(Source data)
//! Permissive parsing of dates typed into free-text form fields.

use chrono::{DateTime, Duration, NaiveDate, NaiveDateTime, Utc};

use crate::error::workflow::InvalidInput;

/// Date-only layouts tried in order. Month-first wins when both readings are valid.
const DATE_FORMATS: &[&str] = &[
    "%Y-%m-%d",
    "%Y/%m/%d",
    "%Y.%m.%d",
    "%m/%d/%Y",
    "%d/%m/%Y",
    "%m-%d-%Y",
    "%d-%m-%Y",
    "%d.%m.%Y",
    "%m/%d/%y",
    "%B %d %Y",
    "%b %d %Y",
    "%d %B %Y",
    "%d %b %Y",
    "%A %B %d %Y",
    "%a %b %d %Y",
    "%Y%m%d",
];

const DATE_TIME_FORMATS: &[&str] = &[
    "%Y-%m-%d %H:%M",
    "%Y-%m-%d %H:%M:%S",
    "%Y-%m-%dT%H:%M",
    "%Y-%m-%dT%H:%M:%S",
    "%m/%d/%Y %H:%M",
    "%d/%m/%Y %H:%M",
];

/// Reads a calendar date from loosely formatted user input.
///
/// Accepts ISO dates, slash/dash/dot separated dates, spelled-out months with or
/// without ordinal suffixes (`March 3rd, 2024`), RFC 3339 timestamps, and the words
/// `today` and `yesterday` relative to `now`.
///
/// # Arguments
/// - `input` - Text as typed by the user
/// - `now` - Reference time for relative words
///
/// # Returns
/// - `Ok(NaiveDate)` - The date that was read
/// - `Err(InvalidInput::Date)` - No supported layout matched
pub fn parse_date(input: &str, now: DateTime<Utc>) -> Result<NaiveDate, InvalidInput> {
    let trimmed = input.trim();

    match trimmed.to_lowercase().as_str() {
        "today" => return Ok(now.date_naive()),
        "yesterday" => return Ok((now - Duration::days(1)).date_naive()),
        _ => {}
    }

    if let Ok(at) = DateTime::parse_from_rfc3339(trimmed) {
        return Ok(at.date_naive());
    }

    let normalized = normalize(trimmed);

    DATE_FORMATS
        .iter()
        .find_map(|f| NaiveDate::parse_from_str(&normalized, f).ok())
        .or_else(|| {
            DATE_TIME_FORMATS
                .iter()
                .find_map(|f| NaiveDateTime::parse_from_str(&normalized, f).ok())
                .map(|dt| dt.date())
        })
        .ok_or_else(|| InvalidInput::Date(input.to_string()))
}

/// Drops commas, collapses whitespace, and strips ordinal suffixes from day numbers.
fn normalize(input: &str) -> String {
    input
        .replace(',', " ")
        .split_whitespace()
        .map(strip_ordinal)
        .collect::<Vec<_>>()
        .join(" ")
}

fn strip_ordinal(word: &str) -> &str {
    let lower = word.to_ascii_lowercase();
    for suffix in ["st", "nd", "rd", "th"] {
        if lower.ends_with(suffix) {
            let head = &word[..word.len() - suffix.len()];
            if !head.is_empty() && head.chars().all(|c| c.is_ascii_digit()) {
                return head;
            }
        }
    }
    word
}

#[cfg(test)]
mod tests {
    use super::*;
    use chrono::TimeZone;

    fn now() -> DateTime<Utc> {
        Utc.with_ymd_and_hms(2024, 3, 10, 12, 0, 0).unwrap()
    }

    fn ymd(y: i32, m: u32, d: u32) -> NaiveDate {
        NaiveDate::from_ymd_opt(y, m, d).unwrap()
    }

    /// Tests the common spellings staff type into the date field.
    ///
    /// Expected: each parses to 2024-03-05
    #[test]
    fn parses_common_spellings() {
        for input in [
            "2024-03-05",
            "2024/03/05",
            "03/05/2024",
            "March 5, 2024",
            "March 5th, 2024",
            "Mar 5 2024",
            "5 March 2024",
            "5th Mar 2024",
            "  2024-03-05 ",
            "2024-03-05 18:30",
            "2024-03-05T18:30:00Z",
            "20240305",
        ] {
            assert_eq!(parse_date(input, now()), Ok(ymd(2024, 3, 5)), "{}", input);
        }
    }

    /// Tests that a day above 12 is read day-first when month-first is impossible.
    ///
    /// Expected: 2024-03-25
    #[test]
    fn falls_back_to_day_first() {
        assert_eq!(parse_date("25/03/2024", now()), Ok(ymd(2024, 3, 25)));
        assert_eq!(parse_date("25.03.2024", now()), Ok(ymd(2024, 3, 25)));
    }

    /// Tests relative words.
    ///
    /// Expected: today and yesterday relative to the reference time
    #[test]
    fn parses_relative_words() {
        assert_eq!(parse_date("Today", now()), Ok(ymd(2024, 3, 10)));
        assert_eq!(parse_date("yesterday", now()), Ok(ymd(2024, 3, 9)));
    }

    /// Tests rejecting text that is not a date.
    ///
    /// Expected: Err(InvalidInput::Date) carrying the original text
    #[test]
    fn rejects_garbage() {
        for input in ["", "last tuesday-ish", "2024-13-45", "soon"] {
            assert_eq!(
                parse_date(input, now()),
                Err(InvalidInput::Date(input.to_string()))
            );
        }
    }
}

## BRIEF
What lines in the data above carry "normalized"? Return them all.

## EXPECTED ANSWER
    let normalized = normalize(trimmed);
        .find_map(|f| NaiveDate::parse_from_str(&normalized, f).ok())
                .find_map(|f| NaiveDateTime::parse_from_str(&normalized, f).ok())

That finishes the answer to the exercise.